### What is being asked
From the records that follow, give the number of lines that include the word "rest", with no further words.

### Working data
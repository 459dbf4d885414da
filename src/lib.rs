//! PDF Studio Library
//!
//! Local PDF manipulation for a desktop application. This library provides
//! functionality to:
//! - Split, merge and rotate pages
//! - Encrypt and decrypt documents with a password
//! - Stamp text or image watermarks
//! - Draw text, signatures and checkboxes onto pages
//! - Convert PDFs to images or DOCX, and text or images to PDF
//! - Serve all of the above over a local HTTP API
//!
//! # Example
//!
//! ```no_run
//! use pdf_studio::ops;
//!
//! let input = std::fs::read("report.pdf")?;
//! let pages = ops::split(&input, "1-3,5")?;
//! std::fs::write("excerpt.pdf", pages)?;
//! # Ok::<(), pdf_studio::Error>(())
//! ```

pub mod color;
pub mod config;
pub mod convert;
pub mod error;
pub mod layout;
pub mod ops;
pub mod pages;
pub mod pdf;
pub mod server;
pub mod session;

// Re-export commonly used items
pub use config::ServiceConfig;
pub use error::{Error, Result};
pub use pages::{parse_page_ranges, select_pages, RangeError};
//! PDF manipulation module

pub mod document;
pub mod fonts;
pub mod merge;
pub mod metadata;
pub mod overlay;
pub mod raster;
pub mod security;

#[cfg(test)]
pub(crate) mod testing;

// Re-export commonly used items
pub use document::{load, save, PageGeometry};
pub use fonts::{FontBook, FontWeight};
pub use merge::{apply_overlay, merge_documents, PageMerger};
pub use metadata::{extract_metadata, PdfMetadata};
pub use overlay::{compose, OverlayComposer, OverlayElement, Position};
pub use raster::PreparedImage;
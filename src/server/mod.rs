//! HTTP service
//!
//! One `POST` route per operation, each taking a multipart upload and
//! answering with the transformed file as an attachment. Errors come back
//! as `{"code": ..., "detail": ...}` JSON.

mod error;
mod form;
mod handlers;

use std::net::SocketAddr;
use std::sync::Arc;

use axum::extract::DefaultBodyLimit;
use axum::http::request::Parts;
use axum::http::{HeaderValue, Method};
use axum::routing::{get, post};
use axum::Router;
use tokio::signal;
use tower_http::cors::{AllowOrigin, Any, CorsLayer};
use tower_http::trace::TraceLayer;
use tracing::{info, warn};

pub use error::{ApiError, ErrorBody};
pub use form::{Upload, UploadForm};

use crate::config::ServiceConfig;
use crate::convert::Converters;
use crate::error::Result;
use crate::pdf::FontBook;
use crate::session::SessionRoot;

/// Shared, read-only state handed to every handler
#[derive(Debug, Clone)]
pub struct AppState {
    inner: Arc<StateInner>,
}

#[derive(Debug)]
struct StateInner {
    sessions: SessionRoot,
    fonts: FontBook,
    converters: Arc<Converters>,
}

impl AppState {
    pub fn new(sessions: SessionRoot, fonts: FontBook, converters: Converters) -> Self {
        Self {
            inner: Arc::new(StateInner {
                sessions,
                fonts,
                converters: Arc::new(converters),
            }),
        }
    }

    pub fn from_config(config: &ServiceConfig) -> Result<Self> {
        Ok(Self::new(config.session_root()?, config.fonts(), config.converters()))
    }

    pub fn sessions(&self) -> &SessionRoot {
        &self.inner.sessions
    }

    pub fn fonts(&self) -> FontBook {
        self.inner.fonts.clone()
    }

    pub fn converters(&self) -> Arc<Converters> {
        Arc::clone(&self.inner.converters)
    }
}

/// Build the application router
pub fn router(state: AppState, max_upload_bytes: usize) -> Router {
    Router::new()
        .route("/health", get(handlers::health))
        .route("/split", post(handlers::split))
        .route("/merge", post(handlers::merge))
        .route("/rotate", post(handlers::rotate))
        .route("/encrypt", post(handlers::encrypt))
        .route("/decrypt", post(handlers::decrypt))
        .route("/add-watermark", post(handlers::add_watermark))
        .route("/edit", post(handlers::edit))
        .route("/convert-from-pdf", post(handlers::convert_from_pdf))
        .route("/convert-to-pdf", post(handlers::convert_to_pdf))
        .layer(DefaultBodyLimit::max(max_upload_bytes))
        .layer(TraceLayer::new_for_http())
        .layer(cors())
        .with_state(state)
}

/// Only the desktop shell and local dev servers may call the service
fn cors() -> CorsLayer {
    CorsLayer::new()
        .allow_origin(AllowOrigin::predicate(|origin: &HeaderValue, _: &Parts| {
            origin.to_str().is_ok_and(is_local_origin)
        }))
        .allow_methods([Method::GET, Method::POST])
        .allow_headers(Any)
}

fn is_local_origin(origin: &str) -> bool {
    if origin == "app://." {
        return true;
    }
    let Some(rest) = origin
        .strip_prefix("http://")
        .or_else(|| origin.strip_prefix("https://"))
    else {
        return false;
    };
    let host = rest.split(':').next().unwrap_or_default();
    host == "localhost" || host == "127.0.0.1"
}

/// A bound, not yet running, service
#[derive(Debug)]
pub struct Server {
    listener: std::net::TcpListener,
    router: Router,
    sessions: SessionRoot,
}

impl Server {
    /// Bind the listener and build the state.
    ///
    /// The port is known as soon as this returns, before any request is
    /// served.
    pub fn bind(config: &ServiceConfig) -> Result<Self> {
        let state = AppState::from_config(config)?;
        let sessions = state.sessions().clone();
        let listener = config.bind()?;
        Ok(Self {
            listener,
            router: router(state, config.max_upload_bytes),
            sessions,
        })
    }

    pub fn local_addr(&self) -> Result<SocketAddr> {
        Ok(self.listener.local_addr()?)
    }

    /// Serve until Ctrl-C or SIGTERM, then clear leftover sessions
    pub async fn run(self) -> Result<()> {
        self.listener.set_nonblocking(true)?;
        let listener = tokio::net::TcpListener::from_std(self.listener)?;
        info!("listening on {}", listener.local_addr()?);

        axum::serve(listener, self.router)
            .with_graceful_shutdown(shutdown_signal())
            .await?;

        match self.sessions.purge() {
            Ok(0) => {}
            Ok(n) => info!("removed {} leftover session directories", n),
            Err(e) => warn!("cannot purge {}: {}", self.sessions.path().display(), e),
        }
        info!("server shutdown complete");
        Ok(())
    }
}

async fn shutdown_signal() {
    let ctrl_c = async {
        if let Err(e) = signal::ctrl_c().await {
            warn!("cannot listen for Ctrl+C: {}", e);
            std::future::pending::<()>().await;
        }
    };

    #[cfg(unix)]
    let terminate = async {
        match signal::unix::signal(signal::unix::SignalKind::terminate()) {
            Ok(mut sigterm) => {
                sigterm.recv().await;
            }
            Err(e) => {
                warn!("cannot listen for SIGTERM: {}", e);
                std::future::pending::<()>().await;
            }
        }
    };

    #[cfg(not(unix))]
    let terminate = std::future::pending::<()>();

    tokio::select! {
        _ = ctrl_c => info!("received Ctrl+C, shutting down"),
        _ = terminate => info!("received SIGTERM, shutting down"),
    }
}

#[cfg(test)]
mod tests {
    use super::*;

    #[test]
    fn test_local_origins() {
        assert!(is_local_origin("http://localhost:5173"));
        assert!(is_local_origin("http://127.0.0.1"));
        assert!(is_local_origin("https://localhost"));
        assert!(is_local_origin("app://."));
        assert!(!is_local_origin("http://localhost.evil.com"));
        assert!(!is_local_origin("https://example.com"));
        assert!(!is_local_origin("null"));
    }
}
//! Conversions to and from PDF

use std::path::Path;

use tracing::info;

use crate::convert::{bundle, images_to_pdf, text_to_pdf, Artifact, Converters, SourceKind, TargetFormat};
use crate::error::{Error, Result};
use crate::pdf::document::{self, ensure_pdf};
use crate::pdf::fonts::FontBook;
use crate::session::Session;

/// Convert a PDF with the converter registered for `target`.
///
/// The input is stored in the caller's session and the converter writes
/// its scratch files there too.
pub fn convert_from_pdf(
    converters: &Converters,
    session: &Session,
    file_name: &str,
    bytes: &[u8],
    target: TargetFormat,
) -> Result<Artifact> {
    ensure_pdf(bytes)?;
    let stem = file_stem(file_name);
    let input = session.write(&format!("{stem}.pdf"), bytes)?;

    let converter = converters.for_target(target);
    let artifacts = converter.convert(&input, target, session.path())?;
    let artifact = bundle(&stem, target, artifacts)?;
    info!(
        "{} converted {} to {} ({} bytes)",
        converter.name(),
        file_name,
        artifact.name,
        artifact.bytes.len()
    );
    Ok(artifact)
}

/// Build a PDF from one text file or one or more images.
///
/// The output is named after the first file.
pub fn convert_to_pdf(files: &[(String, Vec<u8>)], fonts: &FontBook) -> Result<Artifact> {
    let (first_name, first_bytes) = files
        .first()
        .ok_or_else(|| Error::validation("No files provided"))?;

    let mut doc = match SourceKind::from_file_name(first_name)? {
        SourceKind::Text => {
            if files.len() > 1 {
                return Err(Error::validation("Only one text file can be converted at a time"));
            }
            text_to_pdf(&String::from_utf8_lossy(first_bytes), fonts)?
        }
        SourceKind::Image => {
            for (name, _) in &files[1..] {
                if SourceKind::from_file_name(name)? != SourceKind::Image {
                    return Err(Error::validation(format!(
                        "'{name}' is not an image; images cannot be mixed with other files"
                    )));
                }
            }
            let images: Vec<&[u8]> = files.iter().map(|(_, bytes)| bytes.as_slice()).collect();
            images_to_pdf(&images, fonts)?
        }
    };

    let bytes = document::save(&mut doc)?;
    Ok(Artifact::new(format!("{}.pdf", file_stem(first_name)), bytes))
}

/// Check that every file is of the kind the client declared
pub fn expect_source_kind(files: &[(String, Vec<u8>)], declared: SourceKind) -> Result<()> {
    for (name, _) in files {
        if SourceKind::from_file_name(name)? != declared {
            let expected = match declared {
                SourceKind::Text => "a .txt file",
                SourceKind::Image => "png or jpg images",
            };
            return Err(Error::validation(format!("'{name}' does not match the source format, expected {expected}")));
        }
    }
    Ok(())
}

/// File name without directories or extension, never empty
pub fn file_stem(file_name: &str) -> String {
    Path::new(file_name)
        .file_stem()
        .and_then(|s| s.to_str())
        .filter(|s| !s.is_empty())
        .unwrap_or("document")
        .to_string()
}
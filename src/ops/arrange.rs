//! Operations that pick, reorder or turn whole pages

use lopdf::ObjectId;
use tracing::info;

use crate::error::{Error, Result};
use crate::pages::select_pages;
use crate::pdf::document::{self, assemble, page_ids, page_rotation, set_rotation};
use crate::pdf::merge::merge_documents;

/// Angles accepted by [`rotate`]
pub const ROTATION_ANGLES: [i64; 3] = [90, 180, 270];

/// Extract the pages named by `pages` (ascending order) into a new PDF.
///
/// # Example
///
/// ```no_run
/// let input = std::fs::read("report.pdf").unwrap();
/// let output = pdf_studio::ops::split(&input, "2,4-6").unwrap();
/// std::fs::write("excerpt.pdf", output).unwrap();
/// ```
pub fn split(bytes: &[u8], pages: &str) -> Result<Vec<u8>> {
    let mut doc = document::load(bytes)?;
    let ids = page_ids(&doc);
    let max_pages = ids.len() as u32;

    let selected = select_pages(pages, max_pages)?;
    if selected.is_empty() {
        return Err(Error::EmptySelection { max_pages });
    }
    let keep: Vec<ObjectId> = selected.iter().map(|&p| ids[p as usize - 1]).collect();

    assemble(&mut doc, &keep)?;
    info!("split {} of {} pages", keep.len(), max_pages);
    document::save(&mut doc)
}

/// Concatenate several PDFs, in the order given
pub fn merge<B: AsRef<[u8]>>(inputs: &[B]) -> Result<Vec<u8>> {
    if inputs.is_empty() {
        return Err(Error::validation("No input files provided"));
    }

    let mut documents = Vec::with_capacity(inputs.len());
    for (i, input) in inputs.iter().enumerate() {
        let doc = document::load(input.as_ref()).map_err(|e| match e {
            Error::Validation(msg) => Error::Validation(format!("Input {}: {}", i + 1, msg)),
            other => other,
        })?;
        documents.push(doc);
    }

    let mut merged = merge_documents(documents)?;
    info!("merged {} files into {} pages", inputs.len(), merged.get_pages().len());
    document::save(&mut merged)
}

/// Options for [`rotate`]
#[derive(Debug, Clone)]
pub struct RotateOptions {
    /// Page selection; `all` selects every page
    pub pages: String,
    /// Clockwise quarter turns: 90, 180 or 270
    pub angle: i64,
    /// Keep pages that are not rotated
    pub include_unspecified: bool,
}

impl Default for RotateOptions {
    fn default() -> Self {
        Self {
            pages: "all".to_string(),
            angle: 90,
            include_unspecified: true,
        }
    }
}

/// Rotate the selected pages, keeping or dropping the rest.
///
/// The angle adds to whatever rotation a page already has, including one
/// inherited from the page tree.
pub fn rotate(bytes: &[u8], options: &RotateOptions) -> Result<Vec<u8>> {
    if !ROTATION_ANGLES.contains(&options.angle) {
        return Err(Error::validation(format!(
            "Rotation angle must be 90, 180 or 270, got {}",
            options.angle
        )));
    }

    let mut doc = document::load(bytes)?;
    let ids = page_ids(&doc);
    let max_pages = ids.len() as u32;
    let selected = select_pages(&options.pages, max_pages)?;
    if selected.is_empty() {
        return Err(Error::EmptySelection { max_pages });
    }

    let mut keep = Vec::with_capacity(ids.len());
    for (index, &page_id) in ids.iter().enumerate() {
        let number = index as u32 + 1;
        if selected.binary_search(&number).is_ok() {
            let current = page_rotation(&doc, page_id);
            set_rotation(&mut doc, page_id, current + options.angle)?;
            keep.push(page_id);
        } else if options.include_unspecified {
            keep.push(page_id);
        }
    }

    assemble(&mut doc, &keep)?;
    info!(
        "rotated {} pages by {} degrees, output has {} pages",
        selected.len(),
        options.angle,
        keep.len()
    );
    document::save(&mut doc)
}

### Exercise output
3